Your tasks (complete each task in its’ own code chunk, make sure to use echo=TRUE so I can see your code):

  1. Fit a linear mixed model with the response variable as a function of elevation and slope with stand as a random effect. Are the estimated parameters similar to the intial parameters as we defined them?
library(lmerTest)
## Warning: package 'lmerTest' was built under R version 3.5.3
## Loading required package: lme4
## Warning: package 'lme4' was built under R version 3.5.3
## Loading required package: Matrix
## 
## Attaching package: 'lmerTest'
## The following object is masked from 'package:lme4':
## 
##     lmer
## The following object is masked from 'package:stats':
## 
##     step
lmer(resp2~1+elevation+slope+(1|stand))
## Linear mixed model fit by REML ['lmerModLmerTest']
## Formula: resp2 ~ 1 + elevation + slope + (1 | stand)
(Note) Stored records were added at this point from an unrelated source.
impl Lattice {
    /// 設定された文の文字数を返します。
    #[inline(always)]
    pub const fn len_char(&self) -> usize {
        self.len_char
    }

    /// 最良パス（BOSからEOSの順）を返します。
    ///
    /// [`Self::backward`]の後に有効です。
    #[inline(always)]
    pub fn path(&self) -> &[Node] {
        &self.path
    }

    fn reset_vec<T>(data: &mut Vec<Vec<T>>, new_len: usize) {
        for v in data.iter_mut() {
            v.clear();
        }
        let cur_len = data.len();
        if cur_len < new_len {
            data.reserve(new_len - cur_len);
            for _ in cur_len..new_len {
                data.push(Vec::with_capacity(16))
            }
        }
    }

    /// 入力文からラティスを構築します。
    ///
    /// 各文字境界で、ユーザー辞書、システム辞書、未知語生成の順に
    /// 候補ノードを挿入します。未知語生成は辞書が一致を返さなかった
    /// 位置でのみ起動されます。
    ///
    /// # 引数
    ///
    /// * `sent` - コンパイル済みの入力文
    /// * `dict` - システム辞書
    /// * `user_dict` - 任意のユーザー辞書
    pub fn build(&mut self, sent: &Sentence, dict: &Dictionary, user_dict: Option<&UserDictionary>) {
        let len_char = sent.len_char();
        Self::reset_vec(&mut self.ends, len_char + 2);
        self.ends.truncate(len_char + 2);
        self.len_char = len_char;
        self.path.clear();
        self.best_refs.clear();

        self.insert_bos();
        self.insert_eos(sent);

        let input = sent.raw();
        let mut char_pos = 0usize;
        while char_pos < len_char {
            let byte_pos = sent.byte_position(char_pos);
            let suffix = &input[byte_pos..];

            let mut any_matches = false;
            let mut longest_chars = 0usize;

            if let Some(user) = user_dict {
                user.index().common_prefix_search(suffix.as_bytes(), |id, match_bytes| {
                    let match_chars = suffix[..match_bytes].chars().count();
                    self.add_node(
                        id,
                        NodeClass::User,
                        char_pos,
                        byte_pos,
                        match_chars,
                        match_bytes,
                        Morph::default(),
                    );
                    any_matches = true;
                    longest_chars = longest_chars.max(match_chars);
                });
            }

            if !any_matches {
                dict.index().common_prefix_search(suffix.as_bytes(), |id, match_bytes| {
                    let match_chars = suffix[..match_bytes].chars().count();
                    self.add_node(
                        id,
                        NodeClass::Known,
                        char_pos,
                        byte_pos,
                        match_chars,
                        match_bytes,
                        dict.morph(id),
                    );
                    any_matches = true;
                    longest_chars = longest_chars.max(match_chars);
                });
            }

            if any_matches {
                char_pos += longest_chars;
                continue;
            }

            char_pos += self.add_unknown_nodes(sent, dict, char_pos, byte_pos);
        }
    }

    fn insert_bos(&mut self) {
        self.ends[0].push(Node {
            id: BOS_EOS_ID,
            class: NodeClass::Dummy,
            start_byte: 0,
            start_char: 0,
            end_byte: 0,
            end_char: 0,
            left_id: 0,
            right_id: 0,
            weight: 0,
            cost: 0,
            prev: None,
        });
    }

    fn insert_eos(&mut self, sent: &Sentence) {
        let len_char = sent.len_char() as u32;
        let len_byte = sent.raw().len() as u32;
        let eos_bucket = self.ends.len() - 1;
        self.ends[eos_bucket].push(Node {
            id: BOS_EOS_ID,
            class: NodeClass::Dummy,
            start_byte: len_byte,
            start_char: len_char,
            end_byte: len_byte,
            end_char: len_char,
            left_id: 0,
            right_id: 0,
            weight: 0,
            cost: 0,
            prev: None,
        });
    }

    #[allow(clippy::too_many_arguments)]
    fn add_node(
        &mut self,
        id: i32,
        class: NodeClass,
        start_char: usize,
        start_byte: usize,
        len_char: usize,
        len_byte: usize,
        morph: Morph,
    ) {
        let target = start_char + len_char;
        if target >= self.ends.len() {
            return;
        }
        self.ends[target].push(Node {
            id,
            class,
            start_byte: start_byte as u32,
            start_char: start_char as u32,
            end_byte: (start_byte + len_byte) as u32,
            end_char: target as u32,
            left_id: morph.left_id,
            right_id: morph.right_id,
            weight: morph.weight,
            cost: 0,
            prev: None,
        });
    }

    /// 未知語仮説を挿入し、消費した文字数を返します。
    fn add_unknown_nodes(
        &mut self,
        sent: &Sentence,
        dict: &Dictionary,
        char_pos: usize,
        byte_pos: usize,
    ) -> usize {
        let category = sent.category(char_pos);

        let mut span = 1usize;
        if dict.char_table().should_group(category) {
            while char_pos + span < sent.len_char()
                && span < MAX_UNKNOWN_WORD_LENGTH
                && sent.category(char_pos + span) == category
            {
                span += 1;
            }
        }
        let span_bytes = sent.byte_position(char_pos + span) - byte_pos;

        match dict.unknown().base_id(category) {
            Some(base_id) => {
                let dup_count = dict.unknown().dup_count(category);
                for i in 0..=dup_count {
                    let id = base_id + i;
                    let morph = dict.unknown().morph(id);
                    if span > 1 {
                        // A truncated hypothesis covering all but the last character.
                        let truncated_bytes = sent.byte_position(char_pos + span - 1) - byte_pos;
                        self.add_node(
                            id,
                            NodeClass::Unknown,
                            char_pos,
                            byte_pos,
                            span - 1,
                            truncated_bytes,
                            morph,
                        );
                    }
                    self.add_node(
                        id,
                        NodeClass::Unknown,
                        char_pos,
                        byte_pos,
                        span,
                        span_bytes,
                        morph,
                    );
                }
            }
            None => {
                // The category has no unknown-word template. Insert a single
                // node so that the lattice stays connected.
                self.add_node(
                    UNCATEGORIZED_ID,
                    NodeClass::Unknown,
                    char_pos,
                    byte_pos,
                    span,
                    span_bytes,
                    Morph::default(),
                );
            }
        }
        span
    }

    /// 前向きビタビ探索を実行します。
    ///
    /// バケットを位置の昇順に処理し、各ノードの最小累積コストと最良の
    /// 前任ノードを確定します。同コストの場合は最初に見つかった前任が
    /// 維持されます。
    ///
    /// # 引数
    ///
    /// * `sent` - コンパイル済みの入力文
    /// * `dict` - システム辞書
    /// * `mode` - 解析モード
    pub fn forward(&mut self, sent: &Sentence, dict: &Dictionary, mode: Mode) {
        for i in 1..self.ends.len() {
            for j in 0..self.ends[i].len() {
                let target = self.ends[i][j];
                let start = target.start_char as usize;

                if start >= self.ends.len() || self.ends[start].is_empty() {
                    self.ends[i][j].cost = MAX_COST;
                    continue;
                }

                let mut best_cost = 0i32;
                let mut best_prev = None;
                for (k, prev) in self.ends[start].iter().enumerate() {
                    let connection_cost =
                        if prev.class == NodeClass::User || target.class == NodeClass::User {
                            0
                        } else {
                            dict.connection().at(prev.right_id, target.left_id)
                        };

                    let mut total = i64::from(prev.cost)
                        + i64::from(connection_cost)
                        + i64::from(target.weight);
                    if mode != Mode::Normal {
                        total += i64::from(additional_cost(prev, sent));
                    }
                    let total = total.min(i64::from(MAX_COST)) as i32;

                    if k == 0 || total < best_cost {
                        best_cost = total;
                        best_prev = Some((start as u32, k as u32));
                    }
                }

                self.ends[i][j].cost = best_cost;
                self.ends[i][j].prev = best_prev;
            }
        }
    }

    /// 後向きトレースを実行し、最良パスを確定します。
    ///
    /// EOSから`prev`参照をたどり、BOSからEOSの順に並べ替えます。
    /// Extendedモードでは、パス上の未知語ノードは1文字ごとのダミーノード
    /// の列に置き換えられます。分割ノードは元のノードの形態素IDと
    /// バイト・文字オフセットを保持します。
    ///
    /// # 引数
    ///
    /// * `sent` - コンパイル済みの入力文
    /// * `mode` - 解析モード
    pub fn backward(&mut self, sent: &Sentence, mode: Mode) {
        self.path.clear();
        self.best_refs.clear();

        if self.ends.is_empty() {
            return;
        }
        let last = self.ends.len() - 1;
        if self.ends[last].is_empty() {
            return;
        }

        let mut current = Some((last as u32, 0u32));
        while let Some((bucket, idx)) = current {
            let node = self.ends[bucket as usize][idx as usize];
            self.best_refs.push((bucket, idx));

            if mode != Mode::Extended || node.class != NodeClass::Unknown {
                self.path.push(node);
            } else {
                // Break the unknown word into single-character dummy nodes.
                // They are collected in reverse so that the final path reads
                // forward after the reversal below.
                let surface = node.surface(sent.raw());
                let mut splits: Vec<Node> = Vec::with_capacity(node.len_char());
                let mut byte_off = node.start_byte;
                let mut char_off = node.start_char;
                for c in surface.chars() {
                    let char_bytes = c.len_utf8() as u32;
                    splits.push(Node {
                        id: node.id,
                        class: NodeClass::Dummy,
                        start_byte: byte_off,
                        start_char: char_off,
                        end_byte: byte_off + char_bytes,
                        end_char: char_off + 1,
                        left_id: 0,
                        right_id: 0,
                        weight: 0,
                        cost: node.cost,
                        prev: None,
                    });
                    byte_off += char_bytes;
                    char_off += 1;
                }
                self.path.extend(splits.into_iter().rev());
            }

            current = node.prev;
        }

        self.path.reverse();
    }

    /// ラティスをDOTグラフとして書き出します。
    ///
    /// 最良パス上のノードは二重楕円で強調され、最良パスに含まれない
    /// 未知語ノードは省略されます。
    ///
    /// # 引数
    ///
    /// * `sent` - コンパイル済みの入力文
    /// * `dict` - システム辞書
    /// * `user_dict` - 任意のユーザー辞書
    /// * `wtr` - 書き込み先
    pub fn export_dot<W>(
        &self,
        sent: &Sentence,
        dict: &Dictionary,
        user_dict: Option<&UserDictionary>,
        mut wtr: W,
    ) -> std::io::Result<()>
    where
        W: Write,
    {
        let best: HashSet<(u32, u32)> = self.best_refs.iter().copied().collect();
        let hidden = |node: &Node, bucket: usize, idx: usize| {
            node.class == NodeClass::Unknown && !best.contains(&(bucket as u32, idx as u32))
        };

        writeln!(wtr, "graph lattice {{")?;
        writeln!(wtr, "dpi=48;")?;
        writeln!(
            wtr,
            "graph [style=filled, splines=true, overlap=false, fontsize=30, rankdir=LR]"
        )?;
        writeln!(
            wtr,
            "edge [fontname=Helvetica, fontcolor=red, color=\"#606060\"]"
        )?;
        writeln!(
            wtr,
            "node [shape=box, style=filled, fillcolor=\"#e8e8f0\", fontname=Helvetica]"
        )?;

        for (i, bucket) in self.ends.iter().enumerate() {
            for (j, node) in bucket.iter().enumerate() {
                if hidden(node, i, j) {
                    continue;
                }
                let surface = if node.is_bos_eos() {
                    if i == 0 {
                        "BOS"
                    } else {
                        "EOS"
                    }
                } else {
                    node.surface(sent.raw())
                };
                let pos = pos_feature(node, dict, user_dict);
                if best.contains(&(i as u32, j as u32)) {
                    writeln!(
                        wtr,
                        "  \"n{i}_{j}\" [label=\"{surface}\\n{pos}\\n{}\",shape=ellipse, peripheries=2];",
                        node.weight
                    )?;
                } else {
                    writeln!(
                        wtr,
                        "  \"n{i}_{j}\" [label=\"{surface}\\n{pos}\\n{}\"];",
                        node.weight
                    )?;
                }
            }
        }

        for (i, bucket) in self.ends.iter().enumerate().skip(1) {
            for (j, node) in bucket.iter().enumerate() {
                if hidden(node, i, j) {
                    continue;
                }
                let start = node.start_char as usize;
                if start >= self.ends.len() {
                    continue;
                }
                for (k, from) in self.ends[start].iter().enumerate() {
                    if hidden(from, start, k) {
                        continue;
                    }
                    let connection_cost =
                        if from.class == NodeClass::User || node.class == NodeClass::User {
                            0
                        } else {
                            dict.connection().at(from.right_id, node.left_id)
                        };
                    if best.contains(&(start as u32, k as u32)) && best.contains(&(i as u32, j as u32))
                    {
                        writeln!(
                            wtr,
                            "  \"n{start}_{k}\" -- \"n{i}_{j}\" [label=\"{connection_cost}\", style=bold, color=blue, fontcolor=blue];"
                        )?;
                    } else {
                        writeln!(
                            wtr,
                            "  \"n{start}_{k}\" -- \"n{i}_{j}\" [label=\"{connection_cost}\"];"
                        )?;
                    }
                }
            }
        }

        writeln!(wtr, "}}")
    }
}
## REML criterion at convergence: 81.9874
## Random effects:
##  Groups   Name        Std.Dev.
##  stand    (Intercept) 1.099   
##  Residual             1.165   
## Number of obs: 20, groups:  stand, 5
## Fixed Effects:
## (Intercept)    elevation        slope  
##   -21.31463      0.02060      0.09511
  1. Create a function for your model and run 1000 simulations of that model.
Y = function(nstand = 5, nplot = 4, b0 = -1, b1 = 0.005, b2 = 0.1, sds = 2, sd = 1){
  stand = rep(LETTERS[1:nstand], each = nplot)
  standeff = rep(rnorm(nstand, 0, sds), each = nplot)
  ploteff = rnorm(nstand * nplot, 0, sd)
  elevation = rep(runif(nstand, 1000, 1500), each = nplot)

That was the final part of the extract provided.